▶ TASK DESCRIPTION:
All lines of the material should be given again exactly.

*** Begin section ***

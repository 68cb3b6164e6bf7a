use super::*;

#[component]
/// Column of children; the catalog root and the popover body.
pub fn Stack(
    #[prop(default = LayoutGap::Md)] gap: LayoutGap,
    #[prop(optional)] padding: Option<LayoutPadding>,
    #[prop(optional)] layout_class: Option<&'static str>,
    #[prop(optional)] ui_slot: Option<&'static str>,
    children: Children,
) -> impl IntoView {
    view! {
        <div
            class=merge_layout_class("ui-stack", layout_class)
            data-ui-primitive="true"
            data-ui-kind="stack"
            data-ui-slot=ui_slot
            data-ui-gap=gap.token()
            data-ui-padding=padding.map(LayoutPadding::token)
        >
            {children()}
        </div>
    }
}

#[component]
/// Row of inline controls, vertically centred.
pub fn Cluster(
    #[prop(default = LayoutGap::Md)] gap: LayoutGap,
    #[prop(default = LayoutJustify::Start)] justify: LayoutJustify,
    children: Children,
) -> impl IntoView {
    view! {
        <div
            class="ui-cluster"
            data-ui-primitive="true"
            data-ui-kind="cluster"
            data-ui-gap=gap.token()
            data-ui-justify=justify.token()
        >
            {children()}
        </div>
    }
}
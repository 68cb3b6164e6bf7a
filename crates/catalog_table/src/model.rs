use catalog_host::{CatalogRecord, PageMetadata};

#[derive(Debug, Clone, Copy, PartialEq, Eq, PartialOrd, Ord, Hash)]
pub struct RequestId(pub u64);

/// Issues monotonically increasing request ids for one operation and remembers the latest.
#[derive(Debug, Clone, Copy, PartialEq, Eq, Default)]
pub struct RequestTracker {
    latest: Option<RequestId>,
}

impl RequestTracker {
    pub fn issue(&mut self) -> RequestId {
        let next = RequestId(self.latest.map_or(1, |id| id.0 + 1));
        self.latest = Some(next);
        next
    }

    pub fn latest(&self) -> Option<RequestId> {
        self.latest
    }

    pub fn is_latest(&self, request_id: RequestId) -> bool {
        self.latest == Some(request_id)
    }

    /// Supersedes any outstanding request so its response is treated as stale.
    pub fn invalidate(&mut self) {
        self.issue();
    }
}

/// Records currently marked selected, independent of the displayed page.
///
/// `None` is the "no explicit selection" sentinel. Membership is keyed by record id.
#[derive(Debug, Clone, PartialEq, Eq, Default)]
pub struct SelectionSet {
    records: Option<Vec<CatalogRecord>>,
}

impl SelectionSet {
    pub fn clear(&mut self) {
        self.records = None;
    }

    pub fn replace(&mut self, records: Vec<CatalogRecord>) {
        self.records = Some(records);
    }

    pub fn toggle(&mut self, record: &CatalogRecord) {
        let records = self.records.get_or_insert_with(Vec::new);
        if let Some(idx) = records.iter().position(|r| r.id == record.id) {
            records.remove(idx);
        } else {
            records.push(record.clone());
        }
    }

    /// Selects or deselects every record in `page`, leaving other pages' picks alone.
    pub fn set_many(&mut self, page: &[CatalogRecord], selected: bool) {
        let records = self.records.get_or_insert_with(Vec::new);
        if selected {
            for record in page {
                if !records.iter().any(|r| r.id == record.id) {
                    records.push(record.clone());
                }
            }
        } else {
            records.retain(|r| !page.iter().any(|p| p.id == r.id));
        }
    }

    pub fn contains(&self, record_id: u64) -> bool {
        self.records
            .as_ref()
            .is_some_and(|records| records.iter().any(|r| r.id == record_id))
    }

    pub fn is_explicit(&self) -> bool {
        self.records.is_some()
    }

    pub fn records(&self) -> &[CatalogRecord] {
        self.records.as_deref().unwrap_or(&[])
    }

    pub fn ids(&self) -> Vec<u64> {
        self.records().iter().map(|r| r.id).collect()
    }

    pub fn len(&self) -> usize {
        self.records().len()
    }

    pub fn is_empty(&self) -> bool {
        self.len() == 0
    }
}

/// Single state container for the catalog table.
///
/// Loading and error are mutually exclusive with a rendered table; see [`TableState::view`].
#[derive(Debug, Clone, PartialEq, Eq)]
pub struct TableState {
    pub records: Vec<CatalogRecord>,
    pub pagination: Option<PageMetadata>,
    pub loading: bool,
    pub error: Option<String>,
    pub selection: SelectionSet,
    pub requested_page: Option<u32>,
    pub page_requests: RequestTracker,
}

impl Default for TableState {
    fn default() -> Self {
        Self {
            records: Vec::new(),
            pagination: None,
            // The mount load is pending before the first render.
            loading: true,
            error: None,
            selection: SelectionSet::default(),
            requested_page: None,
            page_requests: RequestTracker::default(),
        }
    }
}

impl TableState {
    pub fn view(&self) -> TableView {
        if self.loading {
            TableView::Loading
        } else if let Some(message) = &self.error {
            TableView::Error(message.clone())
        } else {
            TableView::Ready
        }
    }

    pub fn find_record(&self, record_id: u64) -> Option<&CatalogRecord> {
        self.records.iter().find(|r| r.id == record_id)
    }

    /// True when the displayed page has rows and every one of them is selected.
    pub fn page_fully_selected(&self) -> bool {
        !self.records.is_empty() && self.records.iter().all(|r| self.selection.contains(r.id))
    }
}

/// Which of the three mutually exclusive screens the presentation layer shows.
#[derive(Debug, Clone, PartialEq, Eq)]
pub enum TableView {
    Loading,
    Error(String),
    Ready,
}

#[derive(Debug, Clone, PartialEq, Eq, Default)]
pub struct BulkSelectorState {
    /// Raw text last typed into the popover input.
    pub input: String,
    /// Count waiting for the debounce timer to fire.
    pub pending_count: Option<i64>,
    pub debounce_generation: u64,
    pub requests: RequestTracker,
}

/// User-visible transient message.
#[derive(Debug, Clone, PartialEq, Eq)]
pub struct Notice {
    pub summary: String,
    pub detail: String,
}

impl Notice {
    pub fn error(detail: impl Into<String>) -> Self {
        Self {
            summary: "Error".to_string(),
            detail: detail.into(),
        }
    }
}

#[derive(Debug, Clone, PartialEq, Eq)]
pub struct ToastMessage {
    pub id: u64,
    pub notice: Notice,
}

*** End section ***

▶ ANSWER FOR THE TASK:
repository 68cb3b6164e6bf7a
use super::*;

#[component]
/// Column of children; the catalog root and the popover body.
pub fn Stack(
    #[prop(default = LayoutGap::Md)] gap: LayoutGap,
    #[prop(optional)] padding: Option<LayoutPadding>,
    #[prop(optional)] layout_class: Option<&'static str>,
    #[prop(optional)] ui_slot: Option<&'static str>,
    children: Children,
) -> impl IntoView {
    view! {
        <div
            class=merge_layout_class("ui-stack", layout_class)
            data-ui-primitive="true"
            data-ui-kind="stack"
            data-ui-slot=ui_slot
            data-ui-gap=gap.token()
            data-ui-padding=padding.map(LayoutPadding::token)
        >
            {children()}
        </div>
    }
}

#[component]
/// Row of inline controls, vertically centred.
pub fn Cluster(
    #[prop(default = LayoutGap::Md)] gap: LayoutGap,
    #[prop(default = LayoutJustify::Start)] justify: LayoutJustify,
    children: Children,
) -> impl IntoView {
    view! {
        <div
            class="ui-cluster"
            data-ui-primitive="true"
            data-ui-kind="cluster"
            data-ui-gap=gap.token()
            data-ui-justify=justify.token()
        >
            {children()}
        </div>
    }
}
repository 68cb3b6164e6bf7a
filename crates/catalog_table/src/model.rs
use catalog_host::{CatalogRecord, PageMetadata};

#[derive(Debug, Clone, Copy, PartialEq, Eq, PartialOrd, Ord, Hash)]
pub struct RequestId(pub u64);

/// Issues monotonically increasing request ids for one operation and remembers the latest.
#[derive(Debug, Clone, Copy, PartialEq, Eq, Default)]
pub struct RequestTracker {
    latest: Option<RequestId>,
}

impl RequestTracker {
    pub fn issue(&mut self) -> RequestId {
        let next = RequestId(self.latest.map_or(1, |id| id.0 + 1));
        self.latest = Some(next);
        next
    }

    pub fn latest(&self) -> Option<RequestId> {
        self.latest
    }

    pub fn is_latest(&self, request_id: RequestId) -> bool {
        self.latest == Some(request_id)
    }

    /// Supersedes any outstanding request so its response is treated as stale.
    pub fn invalidate(&mut self) {
        self.issue();
    }
}

/// Records currently marked selected, independent of the displayed page.
///
/// `None` is the "no explicit selection" sentinel. Membership is keyed by record id.
#[derive(Debug, Clone, PartialEq, Eq, Default)]
pub struct SelectionSet {
    records: Option<Vec<CatalogRecord>>,
}

impl SelectionSet {
    pub fn clear(&mut self) {
        self.records = None;
    }

    pub fn replace(&mut self, records: Vec<CatalogRecord>) {
        self.records = Some(records);
    }

    pub fn toggle(&mut self, record: &CatalogRecord) {
        let records = self.records.get_or_insert_with(Vec::new);
        if let Some(idx) = records.iter().position(|r| r.id == record.id) {
            records.remove(idx);
        } else {
            records.push(record.clone());
        }
    }

    /// Selects or deselects every record in `page`, leaving other pages' picks alone.
    pub fn set_many(&mut self, page: &[CatalogRecord], selected: bool) {
        let records = self.records.get_or_insert_with(Vec::new);
        if selected {
            for record in page {
                if !records.iter().any(|r| r.id == record.id) {
                    records.push(record.clone());
                }
            }
        } else {
            records.retain(|r| !page.iter().any(|p| p.id == r.id));
        }
    }

    pub fn contains(&self, record_id: u64) -> bool {
        self.records
            .as_ref()
            .is_some_and(|records| records.iter().any(|r| r.id == record_id))
    }

    pub fn is_explicit(&self) -> bool {
        self.records.is_some()
    }

    pub fn records(&self) -> &[CatalogRecord] {
        self.records.as_deref().unwrap_or(&[])
    }

    pub fn ids(&self) -> Vec<u64> {
        self.records().iter().map(|r| r.id).collect()
    }

    pub fn len(&self) -> usize {
        self.records().len()
    }

    pub fn is_empty(&self) -> bool {
        self.len() == 0
    }
}

/// Single state container for the catalog table.
///
/// Loading and error are mutually exclusive with a rendered table; see [`TableState::view`].
#[derive(Debug, Clone, PartialEq, Eq)]
pub struct TableState {
    pub records: Vec<CatalogRecord>,
    pub pagination: Option<PageMetadata>,
    pub loading: bool,
    pub error: Option<String>,
    pub selection: SelectionSet,
    pub requested_page: Option<u32>,
    pub page_requests: RequestTracker,
}

impl Default for TableState {
    fn default() -> Self {
        Self {
            records: Vec::new(),
            pagination: None,
            // The mount load is pending before the first render.
            loading: true,
            error: None,
            selection: SelectionSet::default(),
            requested_page: None,
            page_requests: RequestTracker::default(),
        }
    }
}

impl TableState {
    pub fn view(&self) -> TableView {
        if self.loading {
            TableView::Loading
        } else if let Some(message) = &self.error {
            TableView::Error(message.clone())
        } else {
            TableView::Ready
        }
    }

    pub fn find_record(&self, record_id: u64) -> Option<&CatalogRecord> {
        self.records.iter().find(|r| r.id == record_id)
    }

    /// True when the displayed page has rows and every one of them is selected.
    pub fn page_fully_selected(&self) -> bool {
        !self.records.is_empty() && self.records.iter().all(|r| self.selection.contains(r.id))
    }
}

/// Which of the three mutually exclusive screens the presentation layer shows.
#[derive(Debug, Clone, PartialEq, Eq)]
pub enum TableView {
    Loading,
    Error(String),
    Ready,
}

#[derive(Debug, Clone, PartialEq, Eq, Default)]
pub struct BulkSelectorState {
    /// Raw text last typed into the popover input.
    pub input: String,
    /// Count waiting for the debounce timer to fire.
    pub pending_count: Option<i64>,
    pub debounce_generation: u64,
    pub requests: RequestTracker,
}

/// User-visible transient message.
#[derive(Debug, Clone, PartialEq, Eq)]
pub struct Notice {
    pub summary: String,
    pub detail: String,
}

impl Notice {
    pub fn error(detail: impl Into<String>) -> Self {
        Self {
            summary: "Error".to_string(),
            detail: detail.into(),
        }
    }
}

#[derive(Debug, Clone, PartialEq, Eq)]
pub struct ToastMessage {
    pub id: u64,
    pub notice: Notice,
}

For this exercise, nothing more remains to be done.